Significantly, CCI admits that it is a Completing Carrier with respect
to the calls at issue under the Commission's payphone compensation
rules.
C. The Litigation
4. In its Complaint, APCC alleged that CCI failed to pay per-call
compensation for calls made during the period beginning July 1, 2004,
and ending September 30, 2008 (3Q2004-3Q2008), in violation of
sections 201(b) and 276(b) of the Act and sections 64.1300 and 64.1310
of the Commission's rules. The Complaint further asserted that CCI
failed to comply with the Commission's payphone call tracking and
reporting requirements, in violation of sections 201(b) and 276(b) of
the Act and sections 64.1310 and 64.1320 of the Commission's rules.

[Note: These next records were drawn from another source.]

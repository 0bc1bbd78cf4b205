//! # Sistema de Routing
//! src/router/mod.rs
//!
//! Este módulo mapea un request parseado a su respuesta.
//!
//! ## Arquitectura
//!
//! ```text
//! Request → Router → Response
//! ```
//!
//! Las rutas son fijas y se evalúan en orden, gana el primer match:
//!
//! 1. `/files...`     → lectura/escritura de archivos (ver [`files`])
//! 2. `/user-agent`   → devuelve el header User-Agent del cliente
//! 3. `/echo/{texto}` → devuelve {texto}
//! 4. `/`             → health check, 200 con body vacío
//! 5. cualquier otro  → 404 Not Found
//!
//! El router es una función pura salvo por el acceso a archivos de la
//! ruta `/files`. El directorio servido se le pasa explícitamente al
//! construirlo; no hay estado global.

use crate::http::{Request, Response, StatusCode};
use std::path::{Path, PathBuf};

pub mod files;

/// Router con las rutas fijas del servidor
pub struct Router {
    /// Directorio servido por la ruta /files; `None` si no se configuró
    directory: Option<PathBuf>,
}

impl Router {
    /// Crea un router, con o sin directorio servido
    ///
    /// # Ejemplo
    /// ```
    /// use mini_http::router::Router;
    /// use std::path::PathBuf;
    ///
    /// let router = Router::new(Some(PathBuf::from("/tmp/archivos")));
    /// ```
    pub fn new(directory: Option<PathBuf>) -> Self {
        Self { directory }
    }

    /// Obtiene el directorio servido configurado
    pub fn directory(&self) -> Option<&Path> {
        self.directory.as_deref()
    }

    /// Mapea un request a su respuesta
    ///
    /// # Ejemplo
    /// ```
    /// use mini_http::http::{Request, StatusCode};
    /// use mini_http::router::Router;
    ///
    /// let router = Router::new(None);
    /// let request = Request::parse(b"GET /echo/hola HTTP/1.1\r\n\r\n").unwrap();
    /// let response = router.route(&request);
    ///
    /// assert_eq!(response.status(), StatusCode::Ok);
    /// assert_eq!(response.body(), b"hola");
    /// ```
    pub fn route(&self, request: &Request) -> Response {
        let path = request.path();

        if path.starts_with("/files") {
            files::handle(request, self.directory())
        } else if path.starts_with("/user-agent") {
            // Sin header User-Agent el body queda vacío
            let agent = request.header("User-Agent").unwrap_or("");
            Response::new(StatusCode::Ok)
                .with_content_type("text/plain")
                .with_body(agent)
        } else if let Some(text) = path.strip_prefix("/echo/") {
            Response::new(StatusCode::Ok)
                .with_content_type("text/plain")
                .with_body(text)
        } else if path == "/" {
            Response::new(StatusCode::Ok)
                .with_content_type("text/plain")
                .with_body("")
        } else {
            Response::new(StatusCode::NotFound)
                .with_content_type("text/plain")
                .with_body("404 Not Found")
        }
    }
}
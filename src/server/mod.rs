//! # Módulo del Servidor
//! src/server/mod.rs
//!
//! Este módulo implementa el servidor TCP que:
//! 1. Escucha en la dirección configurada
//! 2. Acepta conexiones entrantes
//! 3. Lanza un thread por conexión que lee, parsea, rutea y responde

pub mod tcp;

// Re-exportar para facilitar el uso
pub use tcp::Server;
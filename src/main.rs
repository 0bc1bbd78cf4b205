//! # mini_http - Entry Point
//! src/main.rs
//!
//! Punto de entrada del servidor. Parsea la configuración, arma el
//! servidor y entra al loop de accept. Cualquier fallo de bind o de
//! accept termina el proceso con estado distinto de cero.

use mini_http::config::Config;
use mini_http::server::Server;

fn main() {
    println!("=================================");
    println!("  mini_http HTTP/1.1 Server");
    println!("=================================\n");

    // Configuración desde CLI y variables de entorno
    let config = Config::new();
    config.print_summary();

    // Crear el servidor (el directorio servido queda fijado en el router)
    let mut server = Server::new(config);

    // Iniciar el servidor (esto bloqueará el thread)
    if let Err(e) = server.run() {
        eprintln!("💥 Error fatal: {}", e);
        std::process::exit(1);
    }
}
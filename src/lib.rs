//! # mini_http
//! src/lib.rs
//!
//! Servidor HTTP/1.1 minimalista y concurrente implementado desde cero:
//! una request por conexión, una lectura de tamaño fijo, un thread por
//! conexión, y cuatro rutas fijas (/, /echo, /user-agent, /files).
//!
//! ## Arquitectura
//!
//! El servidor está dividido en módulos especializados:
//! - `http`: Parsing de requests y construcción de responses HTTP/1.1
//! - `router`: Mapeo de requests a las rutas fijas
//! - `server`: Loop de accept TCP y manejo de conexiones
//! - `config`: Configuración por CLI y variables de entorno
//!
//! ## Ejemplo de uso
//!
//! ```no_run
//! use mini_http::config::Config;
//! use mini_http::server::Server;
//!
//! let config = Config::default();
//! let mut server = Server::new(config);
//! server.run().expect("Error al iniciar servidor");
//! ```

pub mod config;
pub mod http;
pub mod router;
pub mod server;
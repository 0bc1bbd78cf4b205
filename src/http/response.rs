//! # Construcción de Respuestas HTTP
//!
//! Este módulo representa el resultado del routing (status, content type,
//! body) y lo serializa al formato de wire HTTP/1.1.
//!
//! ## Formato de una respuesta
//!
//! ```text
//! HTTP/1.1 200 OK\r\n
//! Content-Type: text/plain\r\n
//! Content-Length: 4\r\n
//! \r\n
//! hola
//! ```
//!
//! ## Particularidades intencionales
//!
//! - `Content-Type` solo se emite si la ruta lo fijó.
//! - `Content-Length` solo se emite si la ruta lo fijó explícitamente y es
//!   distinto de cero. Las rutas echo/user-agent/404 mandan body SIN
//!   `Content-Length`; el cliente lee hasta el cierre de la conexión.
//!
//! ## Ejemplo de uso
//!
//! ```
//! use mini_http::http::{Response, StatusCode};
//!
//! let response = Response::new(StatusCode::Ok)
//!     .with_content_type("text/plain")
//!     .with_body("hola");
//!
//! let bytes = response.to_bytes();
//! // Ahora puedes enviar `bytes` por el socket
//! ```

use super::StatusCode;

/// Representa una respuesta HTTP/1.1 completa antes de serializar
#[derive(Debug, Clone)]
pub struct Response {
    /// Código de estado HTTP (200, 201, 400, 404)
    status: StatusCode,

    /// Content-Type a emitir; `None` = no se emite el header
    content_type: Option<String>,

    /// Cuerpo de la respuesta (puede ser vacío)
    body: Vec<u8>,

    /// Content-Length explícito; `None` = no se emite el header
    content_length: Option<usize>,
}

impl Response {
    /// Crea una nueva respuesta con el código de estado especificado
    ///
    /// Por defecto no tiene content type, ni body, ni content length.
    pub fn new(status: StatusCode) -> Self {
        Self {
            status,
            content_type: None,
            body: Vec::new(),
            content_length: None,
        }
    }

    /// Fija el header `Content-Type` de la respuesta
    pub fn with_content_type(mut self, content_type: &str) -> Self {
        self.content_type = Some(content_type.to_string());
        self
    }

    /// Establece el cuerpo de la respuesta desde un string
    ///
    /// Nota: NO fija `Content-Length`; las rutas de texto no lo mandan y
    /// el cliente lee hasta el cierre de la conexión.
    pub fn with_body(mut self, body: &str) -> Self {
        self.body = body.as_bytes().to_vec();
        self
    }

    /// Establece el cuerpo desde bytes y fija `Content-Length`
    ///
    /// Útil para respuestas binarias (la ruta GET /files).
    ///
    /// # Ejemplo
    /// ```
    /// use mini_http::http::{Response, StatusCode};
    ///
    /// let data = vec![0x89, 0x50, 0x4E, 0x47]; // PNG header
    /// let response = Response::new(StatusCode::Ok)
    ///     .with_content_type("application/octet-stream")
    ///     .with_body_bytes(data);
    ///
    /// let text = String::from_utf8_lossy(&response.to_bytes()).to_string();
    /// assert!(text.contains("Content-Length: 4\r\n"));
    /// ```
    pub fn with_body_bytes(mut self, body: Vec<u8>) -> Self {
        self.content_length = Some(body.len());
        self.body = body;
        self
    }

    /// Convierte la respuesta a bytes listos para enviar por el socket
    ///
    /// Genera el formato completo HTTP/1.1:
    /// - Status line: `HTTP/1.1 200 OK\r\n`
    /// - `Content-Type: ...\r\n` (solo si está fijado)
    /// - `Content-Length: n\r\n` (solo si está fijado y n > 0)
    /// - Línea vacía: `\r\n`
    /// - Body: contenido binario tal cual
    ///
    /// La respuesta completa se arma en un solo buffer; no hay streaming
    /// ni chunked encoding.
    pub fn to_bytes(&self) -> Vec<u8> {
        let mut result = Vec::new();

        // 1. Status line
        let status_line = format!("HTTP/1.1 {}\r\n", self.status);
        result.extend_from_slice(status_line.as_bytes());

        // 2. Content-Type (opcional)
        if let Some(content_type) = &self.content_type {
            let header_line = format!("Content-Type: {}\r\n", content_type);
            result.extend_from_slice(header_line.as_bytes());
        }

        // 3. Content-Length (solo explícito y no-cero)
        if let Some(length) = self.content_length {
            if length > 0 {
                let header_line = format!("Content-Length: {}\r\n", length);
                result.extend_from_slice(header_line.as_bytes());
            }
        }

        // 4. Línea vacía que separa headers del body
        result.extend_from_slice(b"\r\n");

        // 5. Body (si existe)
        result.extend_from_slice(&self.body);

        result
    }

    /// Obtiene el código de estado de la respuesta
    pub fn status(&self) -> StatusCode {
        self.status
    }

    /// Obtiene el Content-Type fijado, si lo hay
    pub fn content_type(&self) -> Option<&str> {
        self.content_type.as_deref()
    }

    /// Obtiene una referencia al body
    pub fn body(&self) -> &[u8] {
        &self.body
    }
}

5. In addition to requesting an order requiring CCI to come into
compliance with rules 64.1300-64.1320, the Complaint sought damages
for two categories of calls: (1) calls reported as delivered to CCI by
an Intermediate Carrier ("Intermediate Carrier Reported Calls"); and
(2) calls carried by CCI for which the 8yy (toll-free) numbers were
translated into local POTS numbers before the calls were routed to
CCI's network ("POTS Translated Calls"). With respect to the
Intermediate Carrier Reported Calls, APCC argued that the number of
completed calls should be "the number of dial-around calls delivered
to Defendant each quarter by Intermediate Carriers from the
Represented PSPs' payphones" (i.e., all calls reported as delivered,
regardless of their duration). APCC subsequently abandoned its claim
to compensation for the POTS-Translated Calls.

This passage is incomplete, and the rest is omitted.